Dataset entries:
= = = = = = =

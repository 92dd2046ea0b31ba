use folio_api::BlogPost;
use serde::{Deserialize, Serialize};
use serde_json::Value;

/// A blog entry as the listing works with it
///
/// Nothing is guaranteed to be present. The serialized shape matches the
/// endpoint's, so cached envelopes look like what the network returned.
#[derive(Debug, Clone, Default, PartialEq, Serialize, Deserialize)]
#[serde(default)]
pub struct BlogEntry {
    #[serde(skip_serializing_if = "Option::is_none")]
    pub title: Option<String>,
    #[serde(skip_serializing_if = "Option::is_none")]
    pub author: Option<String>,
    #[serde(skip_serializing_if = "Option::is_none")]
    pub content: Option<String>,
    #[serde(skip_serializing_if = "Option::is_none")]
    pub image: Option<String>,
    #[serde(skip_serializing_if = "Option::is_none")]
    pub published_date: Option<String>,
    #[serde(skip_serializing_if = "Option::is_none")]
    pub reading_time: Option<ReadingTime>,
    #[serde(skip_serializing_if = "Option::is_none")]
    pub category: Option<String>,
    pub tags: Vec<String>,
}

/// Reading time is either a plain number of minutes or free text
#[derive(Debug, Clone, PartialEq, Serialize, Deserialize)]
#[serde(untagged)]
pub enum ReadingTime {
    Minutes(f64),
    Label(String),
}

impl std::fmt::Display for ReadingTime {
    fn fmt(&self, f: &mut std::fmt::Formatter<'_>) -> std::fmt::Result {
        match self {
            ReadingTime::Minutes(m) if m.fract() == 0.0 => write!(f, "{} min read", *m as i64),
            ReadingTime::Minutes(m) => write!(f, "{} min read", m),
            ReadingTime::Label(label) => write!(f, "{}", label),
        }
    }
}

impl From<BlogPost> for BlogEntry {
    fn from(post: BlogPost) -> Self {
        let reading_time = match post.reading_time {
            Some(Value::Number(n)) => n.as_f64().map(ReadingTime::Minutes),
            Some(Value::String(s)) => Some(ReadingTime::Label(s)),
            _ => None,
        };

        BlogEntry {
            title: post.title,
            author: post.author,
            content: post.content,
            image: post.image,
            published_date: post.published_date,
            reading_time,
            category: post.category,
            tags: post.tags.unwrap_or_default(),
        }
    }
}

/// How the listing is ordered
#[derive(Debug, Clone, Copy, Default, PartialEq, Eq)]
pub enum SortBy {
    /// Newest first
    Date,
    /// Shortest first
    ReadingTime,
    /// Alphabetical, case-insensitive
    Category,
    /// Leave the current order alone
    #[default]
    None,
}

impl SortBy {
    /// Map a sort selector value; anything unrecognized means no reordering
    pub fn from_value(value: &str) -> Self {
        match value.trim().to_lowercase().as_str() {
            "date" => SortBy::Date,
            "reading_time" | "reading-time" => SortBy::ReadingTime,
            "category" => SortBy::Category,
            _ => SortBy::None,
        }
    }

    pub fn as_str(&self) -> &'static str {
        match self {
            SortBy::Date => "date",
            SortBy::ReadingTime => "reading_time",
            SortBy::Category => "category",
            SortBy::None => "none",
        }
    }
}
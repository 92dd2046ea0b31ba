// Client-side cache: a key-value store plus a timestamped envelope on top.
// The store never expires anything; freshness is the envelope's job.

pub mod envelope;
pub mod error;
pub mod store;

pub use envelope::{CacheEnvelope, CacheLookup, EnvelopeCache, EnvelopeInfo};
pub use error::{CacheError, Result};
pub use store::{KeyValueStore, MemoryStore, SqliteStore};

= = = = = = =

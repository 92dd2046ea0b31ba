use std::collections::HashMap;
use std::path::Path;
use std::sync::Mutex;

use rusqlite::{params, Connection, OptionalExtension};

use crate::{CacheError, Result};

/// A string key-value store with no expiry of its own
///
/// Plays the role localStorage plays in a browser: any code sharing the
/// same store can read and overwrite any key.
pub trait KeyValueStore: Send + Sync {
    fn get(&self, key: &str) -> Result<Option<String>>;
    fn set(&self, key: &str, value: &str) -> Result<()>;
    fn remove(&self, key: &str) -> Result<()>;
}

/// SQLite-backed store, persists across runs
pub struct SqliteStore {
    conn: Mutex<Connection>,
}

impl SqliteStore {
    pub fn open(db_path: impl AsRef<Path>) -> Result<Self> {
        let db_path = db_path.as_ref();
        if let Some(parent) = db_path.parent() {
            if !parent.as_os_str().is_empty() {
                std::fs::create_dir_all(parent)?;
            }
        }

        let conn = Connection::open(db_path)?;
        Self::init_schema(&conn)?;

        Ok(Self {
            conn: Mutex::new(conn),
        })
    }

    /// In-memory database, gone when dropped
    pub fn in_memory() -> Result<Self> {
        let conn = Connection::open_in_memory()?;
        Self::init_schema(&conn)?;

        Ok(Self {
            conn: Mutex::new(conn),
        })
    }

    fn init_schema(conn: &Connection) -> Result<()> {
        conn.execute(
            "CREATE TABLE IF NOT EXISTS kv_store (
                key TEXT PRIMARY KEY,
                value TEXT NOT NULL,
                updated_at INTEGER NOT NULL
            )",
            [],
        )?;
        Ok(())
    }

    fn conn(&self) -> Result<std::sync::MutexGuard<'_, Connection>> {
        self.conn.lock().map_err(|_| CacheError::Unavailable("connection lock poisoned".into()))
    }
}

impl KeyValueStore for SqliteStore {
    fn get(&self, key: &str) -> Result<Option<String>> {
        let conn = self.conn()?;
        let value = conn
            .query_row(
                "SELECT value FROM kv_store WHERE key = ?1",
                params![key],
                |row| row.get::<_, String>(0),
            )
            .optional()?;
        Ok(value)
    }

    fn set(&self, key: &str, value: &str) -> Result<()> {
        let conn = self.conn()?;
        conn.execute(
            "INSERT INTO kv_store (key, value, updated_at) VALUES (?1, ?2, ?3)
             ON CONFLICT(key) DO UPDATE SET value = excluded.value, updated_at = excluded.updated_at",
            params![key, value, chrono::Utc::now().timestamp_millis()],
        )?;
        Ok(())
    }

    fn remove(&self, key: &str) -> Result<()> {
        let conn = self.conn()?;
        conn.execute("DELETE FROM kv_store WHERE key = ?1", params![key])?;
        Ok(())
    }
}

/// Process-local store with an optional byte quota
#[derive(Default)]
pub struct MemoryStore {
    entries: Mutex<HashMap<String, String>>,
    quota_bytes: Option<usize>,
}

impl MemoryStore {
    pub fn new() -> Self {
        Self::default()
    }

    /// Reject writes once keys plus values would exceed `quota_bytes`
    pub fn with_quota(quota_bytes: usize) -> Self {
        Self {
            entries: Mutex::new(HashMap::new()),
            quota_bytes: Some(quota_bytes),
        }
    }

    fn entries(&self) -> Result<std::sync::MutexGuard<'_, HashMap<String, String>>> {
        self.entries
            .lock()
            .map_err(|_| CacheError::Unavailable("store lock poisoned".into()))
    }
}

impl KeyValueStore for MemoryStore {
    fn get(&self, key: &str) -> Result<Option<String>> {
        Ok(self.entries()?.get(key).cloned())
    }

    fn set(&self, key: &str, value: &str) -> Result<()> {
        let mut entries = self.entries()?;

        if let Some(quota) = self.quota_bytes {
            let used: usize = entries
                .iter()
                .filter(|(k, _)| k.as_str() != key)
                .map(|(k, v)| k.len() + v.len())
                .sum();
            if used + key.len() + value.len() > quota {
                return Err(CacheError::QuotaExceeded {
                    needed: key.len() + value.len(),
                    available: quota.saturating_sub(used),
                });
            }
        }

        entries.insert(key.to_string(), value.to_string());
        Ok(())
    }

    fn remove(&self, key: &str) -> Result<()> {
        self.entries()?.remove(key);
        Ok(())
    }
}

= = = = = = =

Given the word "impl", show every line of the records that contains it.

impl std::fmt::Display for ReadingTime {
impl From<BlogPost> for BlogEntry {
impl SortBy {
impl SqliteStore {
    pub fn open(db_path: impl AsRef<Path>) -> Result<Self> {
impl KeyValueStore for SqliteStore {
impl MemoryStore {
impl KeyValueStore for MemoryStore {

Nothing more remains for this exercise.